Data entries:
※

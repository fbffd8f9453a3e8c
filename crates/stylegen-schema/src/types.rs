use crate::prelude::*;
use darling::FromMeta;
use derive_more::Display;
use proc_macro2::TokenStream;
use quote::{ToTokens, quote};
use std::{fmt, num::ParseIntError};

///
/// DeclarationKind
///
/// Which declaration site a symbolic resource lookup originates from.
/// The resolver scopes its search per kind.
///

#[derive(Clone, Copy, Debug, Display, Eq, PartialEq, Serialize)]
#[remain::sorted]
pub enum DeclarationKind {
    Attr,
    Style,
    Styleable,
}

///
/// ResourceId
///
/// Opaque resolved resource handle. Stable for one processing round and
/// never inspected by the builder beyond identity; formatted as the
/// conventional eight-digit hex literal.
///

#[derive(Clone, Copy, Debug, Eq, Hash, Ord, PartialEq, PartialOrd, Serialize)]
pub struct ResourceId(u32);

impl ResourceId {
    #[must_use]
    pub const fn from_raw(raw: u32) -> Self {
        Self(raw)
    }

    #[must_use]
    pub const fn as_raw(self) -> u32 {
        self.0
    }
}

impl fmt::Display for ResourceId {
    fn fmt(&self, f: &mut fmt::Formatter<'_>) -> fmt::Result {
        write!(f, "0x{:08x}", self.0)
    }
}

impl std::str::FromStr for ResourceId {
    type Err = ParseIntError;

    fn from_str(s: &str) -> Result<Self, Self::Err> {
        let digits = s.strip_prefix("0x").unwrap_or(s);

        u32::from_str_radix(digits, 16).map(Self)
    }
}

impl FromMeta for ResourceId {
    fn from_string(s: &str) -> Result<Self, darling::Error> {
        s.parse::<Self>()
            .map_err(|_| darling::Error::unknown_value(s))
    }
}

impl ToTokens for ResourceId {
    fn to_tokens(&self, tokens: &mut TokenStream) {
        let raw = self.0;

        tokens.extend(quote!(::stylegen_schema::types::ResourceId::from_raw(#raw)));
    }
}

///
/// TESTS
///

#[cfg(test)]
mod tests {
    use super::*;

    #[test]
    fn resource_id_round_trips_hex() {
        let id: ResourceId = "0x7f010001".parse().unwrap();

        assert_eq!(id.as_raw(), 0x7f01_0001);
        assert_eq!(id.to_string(), "0x7f010001");
    }

    #[test]
    fn resource_id_rejects_garbage() {
        assert!("style/Primary".parse::<ResourceId>().is_err());
    }

    #[test]
    fn declaration_kind_displays_variant_name() {
        assert_eq!(DeclarationKind::Style.to_string(), "Style");
    }
}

※

Output all of the data again, exactly.

#### Exercise output
repository fbffd8f9453a3e8c
filename crates/stylegen-schema/src/types.rs
use crate::prelude::*;
use darling::FromMeta;
use derive_more::Display;
use proc_macro2::TokenStream;
use quote::{ToTokens, quote};
use std::{fmt, num::ParseIntError};

///
/// DeclarationKind
///
/// Which declaration site a symbolic resource lookup originates from.
/// The resolver scopes its search per kind.
///

#[derive(Clone, Copy, Debug, Display, Eq, PartialEq, Serialize)]
#[remain::sorted]
pub enum DeclarationKind {
    Attr,
    Style,
    Styleable,
}

///
/// ResourceId
///
/// Opaque resolved resource handle. Stable for one processing round and
/// never inspected by the builder beyond identity; formatted as the
/// conventional eight-digit hex literal.
///

#[derive(Clone, Copy, Debug, Eq, Hash, Ord, PartialEq, PartialOrd, Serialize)]
pub struct ResourceId(u32);

impl ResourceId {
    #[must_use]
    pub const fn from_raw(raw: u32) -> Self {
        Self(raw)
    }

    #[must_use]
    pub const fn as_raw(self) -> u32 {
        self.0
    }
}

impl fmt::Display for ResourceId {
    fn fmt(&self, f: &mut fmt::Formatter<'_>) -> fmt::Result {
        write!(f, "0x{:08x}", self.0)
    }
}

impl std::str::FromStr for ResourceId {
    type Err = ParseIntError;

    fn from_str(s: &str) -> Result<Self, Self::Err> {
        let digits = s.strip_prefix("0x").unwrap_or(s);

        u32::from_str_radix(digits, 16).map(Self)
    }
}

impl FromMeta for ResourceId {
    fn from_string(s: &str) -> Result<Self, darling::Error> {
        s.parse::<Self>()
            .map_err(|_| darling::Error::unknown_value(s))
    }
}

impl ToTokens for ResourceId {
    fn to_tokens(&self, tokens: &mut TokenStream) {
        let raw = self.0;

        tokens.extend(quote!(::stylegen_schema::types::ResourceId::from_raw(#raw)));
    }
}

///
/// TESTS
///

#[cfg(test)]
mod tests {
    use super::*;

    #[test]
    fn resource_id_round_trips_hex() {
        let id: ResourceId = "0x7f010001".parse().unwrap();

        assert_eq!(id.as_raw(), 0x7f01_0001);
        assert_eq!(id.to_string(), "0x7f010001");
    }

    #[test]
    fn resource_id_rejects_garbage() {
        assert!("style/Primary".parse::<ResourceId>().is_err());
    }

    #[test]
    fn declaration_kind_displays_variant_name() {
        assert_eq!(DeclarationKind::Style.to_string(), "Style");
    }
}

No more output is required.